Les systèmes financiers africains

Libéralisés depuis les ajustements structurels des années 1980, les grandes banques africaines sont interconnectées aux banques privées internationales en crise dont elles sont des filiales. Ceci étant, il va sans dire que la hausse du coût du crédit sur le plan international se répercute aussi sur le coût du crédit en Afrique pour celles des populations qui y ont accès. Celles des populations africaines qui subissent le rationnement du crédit du système bancaire officiel ne sont pas épargnées. Elles sont doublement sanctionnées : d’un côté, les marchés financiers étant encore peu développés, la baisse de la masse monétaire qui résulte du manque de liquidité actuelle, réduit le montant du numéraire (pièces et billets) qu’elles utilisent abondamment dans les circuits informels. De l’autre, ce manque de liquidité entraîne une hausse des taux d’intérêts informels pour ceux qui y empruntent. Il devient donc très difficile de consommer car avoir de l’argent devient très coûteux, et les prix des produits augmentent parce que le marchand du coin achète plus cher et vend aussi obligatoirement plus cher.

La division coloniale du travail

En ce qui concerne la structure des économies africaines et l’impact que la conjoncture internationale a sur elles, une chose banale mais fondamentale est à savoir : la coopération entre ces pays et l’Occident n’a pas entraîné une modification et une diversification de leurs structures productives. Celles-ci restent confinées dans la production et l’exportation de produits primaires à très faible élasticité-prix de la demande, et dans l’importation des produits manufacturés à haute valeur ajoutée et donc, plus coûteux. Les conséquences de cette réalité sont désastreuses. Primo, l’économie africaine demeure dans une logique de complémentarité alors que le moteur du commerce international est la concurrence. Secundo, les balances commerciales africaines sont généralement déficitaires car ce que les pays africains importent coûte largement plus cher que ce qu’ils exportent. Tertio, les pays africains sont en général dans une situation de grande dépendance en ce sens que leur activité économique dépend largement des facteurs externes qu’ils ne maîtrisent pas comme les conditions climatiques, les termes de l’échange et la demande mondiale des produits de base. Etant donné que tous ces facteurs réduisent inévitablement les capacités de création d’emplois du marché du travail africain, l’action première des gouvernements africains est de chercher à réduire drastiquement cette dépendance par la diversification des structures productives.

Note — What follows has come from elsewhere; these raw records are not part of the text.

//! Solver formulas.
//!
//! A `Term` is a formula over booleans and fixed-width bit-vectors. Terms
//! render as SMT-LIB2 with `Display`, and can be evaluated under a `Model`.
//!
//! Expressions become terms through the `Translate` trait.

mod eval;
mod term;
mod translate;

pub use self::eval::*;
pub use self::term::*;
pub use self::translate::*;
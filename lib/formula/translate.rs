//! Translation of AST expressions into solver terms.
//!
//! Translation is a collaborator of the simplifier, which only depends on the
//! `Translate` trait. `BitVecTranslator` is the default implementation. It
//! models integers as fixed-width bit-vectors with C's wraparound, truncation
//! and extension rules, and rejects calls, which have no meaning in the
//! theory.

use crate::ast::{BinaryOp, Expression, ExpressionKind, Type, UnaryOp};
use crate::formula::*;
use crate::Error;
use rustc_hash::FxHashMap;

/// Translates expressions into solver terms.
pub trait Translate {
    /// Translate a boolean-valued expression into a `Bool` term.
    ///
    /// # Error
    /// `Error::UnsupportedExpression` when `expression` uses a construct the
    /// theory cannot represent.
    fn translate(&mut self, expression: &Expression) -> Result<Term, Error>;
}

/// Translates expressions into terms over booleans and bit-vectors.
#[derive(Clone, Debug, Default)]
pub struct BitVecTranslator {
    // Sorts of the variables seen during the current translation.
    variables: FxHashMap<String, Sort>,
}

fn sort_of(ty: Type) -> Sort {
    match ty {
        Type::Bool => Sort::Bool,
        Type::Int { bits, .. } => Sort::BitVec(bits),
    }
}

fn unsupported(expression: &Expression, reason: &str) -> Error {
    Error::UnsupportedExpression(format!("{}: {}", expression, reason))
}

impl BitVecTranslator {
    pub fn new() -> BitVecTranslator {
        BitVecTranslator {
            variables: FxHashMap::default(),
        }
    }

    /// Translate an expression used in a boolean position. Integers are true
    /// when they are not zero.
    fn boolean(&mut self, expression: &Expression) -> Result<Term, Error> {
        let term = self.term(expression)?;
        match expression.ty() {
            Type::Bool => Ok(term),
            Type::Int { bits, .. } => Ok(Term::not(Term::eq(term, Term::bv(0, bits)))),
        }
    }

    /// Translate an expression, producing a term of the sort of its type.
    fn term(&mut self, expression: &Expression) -> Result<Term, Error> {
        if !expression.ty().has_valid_width() {
            return Err(unsupported(expression, "unsupported integer width"));
        }
        match *expression.kind() {
            ExpressionKind::Variable(ref variable) => {
                let sort = sort_of(variable.ty());
                match self.variables.get(variable.name()) {
                    Some(existing) if *existing != sort => {
                        return Err(unsupported(expression, "variable used with two types"))
                    }
                    Some(_) => {}
                    None => {
                        self.variables.insert(variable.name().to_string(), sort);
                    }
                }
                Ok(Term::constant(variable.name(), sort))
            }
            ExpressionKind::Constant(ref constant) => Ok(match constant.ty() {
                Type::Bool => Term::Bool(constant.is_nonzero()),
                Type::Int { bits, .. } => Term::bv(constant.value(), bits),
            }),
            ExpressionKind::Unary(UnaryOp::LNot, ref operand) => {
                Ok(Term::not(self.boolean(operand)?))
            }
            ExpressionKind::Unary(op, ref operand) => {
                if operand.ty().is_bool() {
                    return Err(unsupported(expression, "arithmetic on a boolean"));
                }
                let op = match op {
                    UnaryOp::Not => BvUnaryOp::Not,
                    UnaryOp::Neg => BvUnaryOp::Neg,
                    UnaryOp::LNot => unreachable!(),
                };
                Ok(Term::BvUnary(op, Box::new(self.term(operand)?)))
            }
            ExpressionKind::Binary(BinaryOp::LAnd, ref lhs, ref rhs) => {
                Ok(Term::and(self.boolean(lhs)?, self.boolean(rhs)?))
            }
            ExpressionKind::Binary(BinaryOp::LOr, ref lhs, ref rhs) => {
                Ok(Term::or(self.boolean(lhs)?, self.boolean(rhs)?))
            }
            ExpressionKind::Binary(op, ref lhs, ref rhs) if op.is_comparison() => {
                self.comparison(expression, op, lhs, rhs)
            }
            ExpressionKind::Binary(op, ref lhs, ref rhs) => {
                self.arithmetic(expression, op, lhs, rhs)
            }
            ExpressionKind::Ternary(ref condition, ref then, ref else_) => {
                let condition = self.boolean(condition)?;
                let then = self.term(then)?;
                let else_ = self.term(else_)?;
                if then.sort()? != else_.sort()? {
                    return Err(unsupported(expression, "ternary arms of different types"));
                }
                Ok(Term::ite(condition, then, else_))
            }
            ExpressionKind::Paren(ref inner) => self.term(inner),
            ExpressionKind::Cast(ty, ref inner) => self.cast(ty, inner),
            ExpressionKind::Call(..) => Err(unsupported(expression, "opaque call")),
        }
    }

    fn comparison(
        &mut self,
        expression: &Expression,
        op: BinaryOp,
        lhs: &Expression,
        rhs: &Expression,
    ) -> Result<Term, Error> {
        let ty = lhs.ty();
        let l = self.term(lhs)?;
        let r = self.term(rhs)?;
        if l.sort()? != r.sort()? {
            return Err(unsupported(expression, "comparison of different types"));
        }

        // Booleans order as false < true.
        let (l, r) = if ty.is_bool() {
            match op {
                BinaryOp::Eq => return Ok(Term::eq(l, r)),
                BinaryOp::Ne => return Ok(Term::not(Term::eq(l, r))),
                _ => (
                    Term::ite(l, Term::bv(1, 1), Term::bv(0, 1)),
                    Term::ite(r, Term::bv(1, 1), Term::bv(0, 1)),
                ),
            }
        } else {
            (l, r)
        };

        let signed = ty.is_signed();
        let op = match (op, signed) {
            (BinaryOp::Eq, _) => return Ok(Term::eq(l, r)),
            (BinaryOp::Ne, _) => return Ok(Term::not(Term::eq(l, r))),
            (BinaryOp::Lt, true) => BvCompareOp::Slt,
            (BinaryOp::Lt, false) => BvCompareOp::Ult,
            (BinaryOp::Le, true) => BvCompareOp::Sle,
            (BinaryOp::Le, false) => BvCompareOp::Ule,
            (BinaryOp::Gt, true) => BvCompareOp::Sgt,
            (BinaryOp::Gt, false) => BvCompareOp::Ugt,
            (BinaryOp::Ge, true) => BvCompareOp::Sge,
            (BinaryOp::Ge, false) => BvCompareOp::Uge,
            _ => return Err(unsupported(expression, "not a comparison")),
        };
        Ok(Term::bv_compare(op, l, r))
    }

    fn arithmetic(
        &mut self,
        expression: &Expression,
        op: BinaryOp,
        lhs: &Expression,
        rhs: &Expression,
    ) -> Result<Term, Error> {
        let ty = lhs.ty();

        if ty.is_bool() {
            let l = self.boolean(lhs)?;
            let r = self.boolean(rhs)?;
            return match op {
                BinaryOp::And => Ok(Term::and(l, r)),
                BinaryOp::Or => Ok(Term::or(l, r)),
                BinaryOp::Xor => Ok(Term::Xor(Box::new(l), Box::new(r))),
                _ => Err(unsupported(expression, "arithmetic on a boolean")),
            };
        }

        let l = self.term(lhs)?;
        let r = match op {
            // The shift count is converted to the width of the value shifted.
            BinaryOp::Shl | BinaryOp::Shr => self.convert(rhs, ty)?,
            _ => self.term(rhs)?,
        };
        if l.sort()? != r.sort()? {
            return Err(unsupported(expression, "operands of different types"));
        }

        let signed = ty.is_signed();
        let op = match op {
            BinaryOp::Add => BvBinaryOp::Add,
            BinaryOp::Sub => BvBinaryOp::Sub,
            BinaryOp::Mul => BvBinaryOp::Mul,
            BinaryOp::Div if signed => BvBinaryOp::Sdiv,
            BinaryOp::Div => BvBinaryOp::Udiv,
            BinaryOp::Rem if signed => BvBinaryOp::Srem,
            BinaryOp::Rem => BvBinaryOp::Urem,
            BinaryOp::And => BvBinaryOp::And,
            BinaryOp::Or => BvBinaryOp::Or,
            BinaryOp::Xor => BvBinaryOp::Xor,
            BinaryOp::Shl => BvBinaryOp::Shl,
            BinaryOp::Shr if signed => BvBinaryOp::Ashr,
            BinaryOp::Shr => BvBinaryOp::Lshr,
            _ => return Err(unsupported(expression, "not an arithmetic operator")),
        };
        Ok(Term::bv_binary(op, l, r))
    }

    fn cast(&mut self, ty: Type, inner: &Expression) -> Result<Term, Error> {
        match ty {
            Type::Bool => self.boolean(inner),
            Type::Int { .. } => self.convert(inner, ty),
        }
    }

    /// Translate `expression` and convert it to the integer type `ty`.
    fn convert(&mut self, expression: &Expression, ty: Type) -> Result<Term, Error> {
        let from = expression.ty();
        let term = self.term(expression)?;
        let to_bits = ty.bits();
        Ok(match from {
            Type::Bool => Term::ite(term, Term::bv(1, to_bits), Term::bv(0, to_bits)),
            Type::Int { bits, signed } => {
                if bits == to_bits {
                    term
                } else if bits > to_bits {
                    Term::Extract {
                        high: to_bits - 1,
                        low: 0,
                        term: Box::new(term),
                    }
                } else if signed {
                    Term::SignExtend(to_bits - bits, Box::new(term))
                } else {
                    Term::ZeroExtend(to_bits - bits, Box::new(term))
                }
            }
        })
    }
}

impl Translate for BitVecTranslator {
    fn translate(&mut self, expression: &Expression) -> Result<Term, Error> {
        self.variables.clear();
        let term = self.boolean(expression)?;
        trace!("translated {} to {}", expression, term);
        Ok(term)
    }
}

#[cfg(test)]
mod tests {
    use super::*;
    use crate::ast::*;

    fn i32_() -> Type {
        Type::int(32, true)
    }

    #[test]
    fn signed_comparison() {
        let mut builder = AstBuilder::new();
        let x = builder.variable("x", i32_());
        let zero = builder.int(0, i32_());
        let gt = builder.binary(BinaryOp::Gt, x, zero);
        let term = BitVecTranslator::new().translate(&gt).unwrap();
        assert_eq!(term.to_string(), "(bvsgt x #x00000000)");
    }

    #[test]
    fn unsigned_comparison() {
        let mut builder = AstBuilder::new();
        let x = builder.variable("x", Type::int(8, false));
        let y = builder.variable("y", Type::int(8, false));
        let lt = builder.binary(BinaryOp::Lt, x, y);
        let term = BitVecTranslator::new().translate(&lt).unwrap();
        assert_eq!(term.to_string(), "(bvult x y)");
    }

    #[test]
    fn integer_in_boolean_position() {
        let mut builder = AstBuilder::new();
        let x = builder.variable("x", Type::int(8, true));
        let not = builder.lnot(x);
        let term = BitVecTranslator::new().translate(&not).unwrap();
        assert_eq!(term.to_string(), "(not (not (= x #x00)))");
    }

    #[test]
    fn casts() {
        let mut builder = AstBuilder::new();
        let x = builder.variable("x", Type::int(32, true));
        let narrow = builder.cast(Type::int(8, true), x.clone());
        let wide = builder.cast(Type::int(64, true), narrow);
        let zero = builder.int(0, Type::int(64, true));
        let eq = builder.binary(BinaryOp::Eq, wide, zero);
        let term = BitVecTranslator::new().translate(&eq).unwrap();
        assert_eq!(
            term.to_string(),
            "(= ((_ sign_extend 56) ((_ extract 7 0) x)) #x0000000000000000)"
        );
    }

    #[test]
    fn calls_are_unsupported() {
        let mut builder = AstBuilder::new();
        let x = builder.variable("x", i32_());
        let call = builder.call("f", i32_(), vec![x]);
        let zero = builder.int(0, i32_());
        let gt = builder.binary(BinaryOp::Gt, call, zero);
        match BitVecTranslator::new().translate(&gt) {
            Err(Error::UnsupportedExpression(_)) => {}
            other => panic!("expected UnsupportedExpression, got {:?}", other),
        }
    }

    #[test]
    fn conflicting_variable_types() {
        let mut builder = AstBuilder::new();
        let x8 = builder.variable("x", Type::int(8, true));
        let x32 = builder.variable("x", i32_());
        let wide = builder.cast(i32_(), x8);
        let eq = builder.binary(BinaryOp::Eq, wide, x32);
        assert!(BitVecTranslator::new().translate(&eq).is_err());
    }

    #[test]
    fn ternary() {
        let mut builder = AstBuilder::new();
        let c = builder.variable("c", Type::Bool);
        let x = builder.variable("x", Type::int(8, true));
        let y = builder.variable("y", Type::int(8, true));
        let select = builder.ternary(c.clone(), x.clone(), y);
        let zero = builder.int(0, Type::int(8, true));
        let eq = builder.binary(BinaryOp::Eq, select, zero);
        let term = BitVecTranslator::new().translate(&eq).unwrap();
        assert_eq!(term.to_string(), "(= (ite c x y) #x00)");

        let z = builder.variable("z", i32_());
        let mixed = builder.ternary(c, x, z);
        match BitVecTranslator::new().translate(&mixed) {
            Err(Error::UnsupportedExpression(_)) => {}
            other => panic!("expected UnsupportedExpression, got {:?}", other),
        }
    }

    #[test]
    fn shift_count_takes_the_width_of_the_value() {
        let mut builder = AstBuilder::new();
        let x = builder.variable("x", Type::int(8, true));
        let n = builder.variable("n", Type::int(32, false));
        let shr = builder.binary(BinaryOp::Shr, x, n);
        let term = BitVecTranslator::new().translate(&shr).unwrap();
        assert_eq!(
            term.to_string(),
            "(not (= (bvashr x ((_ extract 7 0) n)) #x00))"
        );

        let x = builder.variable("x", Type::int(32, false));
        let n = builder.variable("n", Type::int(8, false));
        let shl = builder.binary(BinaryOp::Shl, x, n);
        let term = BitVecTranslator::new().translate(&shl).unwrap();
        assert_eq!(
            term.to_string(),
            "(not (= (bvshl x ((_ zero_extend 24) n)) #x00000000))"
        );
    }

    #[test]
    fn bitwise_operators_on_booleans() {
        let mut builder = AstBuilder::new();
        let a = builder.variable("a", Type::Bool);
        let b = builder.variable("b", Type::Bool);
        let mut translator = BitVecTranslator::new();
        for (op, expected) in [
            (BinaryOp::And, "(and a b)"),
            (BinaryOp::Or, "(or a b)"),
            (BinaryOp::Xor, "(xor a b)"),
        ] {
            let expression = builder.binary(op, a.clone(), b.clone());
            assert_eq!(translator.translate(&expression).unwrap().to_string(), expected);
        }

        let sum = builder.binary(BinaryOp::Add, a, b);
        assert!(translator.translate(&sum).is_err());
    }

    #[test]
    fn invalid_widths_are_unsupported() {
        for bits in [0, 65, 128] {
            let mut builder = AstBuilder::new();
            let ty = Type::int(bits, true);
            let x = builder.variable("x", ty);
            let zero = builder.int(0, ty);
            let lt = builder.binary(BinaryOp::Lt, x, zero);
            match BitVecTranslator::new().translate(&lt) {
                Err(Error::UnsupportedExpression(_)) => {}
                other => panic!("expected UnsupportedExpression, got {:?}", other),
            }
        }
    }
}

En outre, le pétrole étant la variable centrale des coûts de production des produits manufacturés importés par les pays africains, la hausse de son prix se répercute immédiatement sur leurs prix de vente et, par conséquent, sur le consommateur africain. La mondialisation renforçant les interdépendances entre les économies, l’inflation internationale par les coûts que nous venons de mettre en évidence, atteint l’Afrique de plein fouet par la détérioration de sa balance commerciale sur le plan macro (voir carte en annexe), et une érosion drastique du pouvoir d’achat des ménages sur le plan micro. Donc, non seulement l’extraversion des économies africaines amplifie leur sensibilité aux variations des cours mondiaux de matières premières, mais il y a aussi, depuis la période coloniale, une éviction des produits vivriers nécessaires à la consommation courante, par des produits de rentes exportables (cacao, café, coton…). Un bémol s’impose cependant : la hausse du prix du pétrole apporte aussi beaucoup de ressources aux pays africains qui en produisent mais dont les populations ne voient jamais la couleur. Les Camerounais en savent quelque chose étant donné que les ressources générées par l’exportation de l’or noir ont toujours été une affaire secrète entre la présidence de la république, le directeur de la Société Nationale des Hydrocarbures (SNH) et leurs associés extérieurs.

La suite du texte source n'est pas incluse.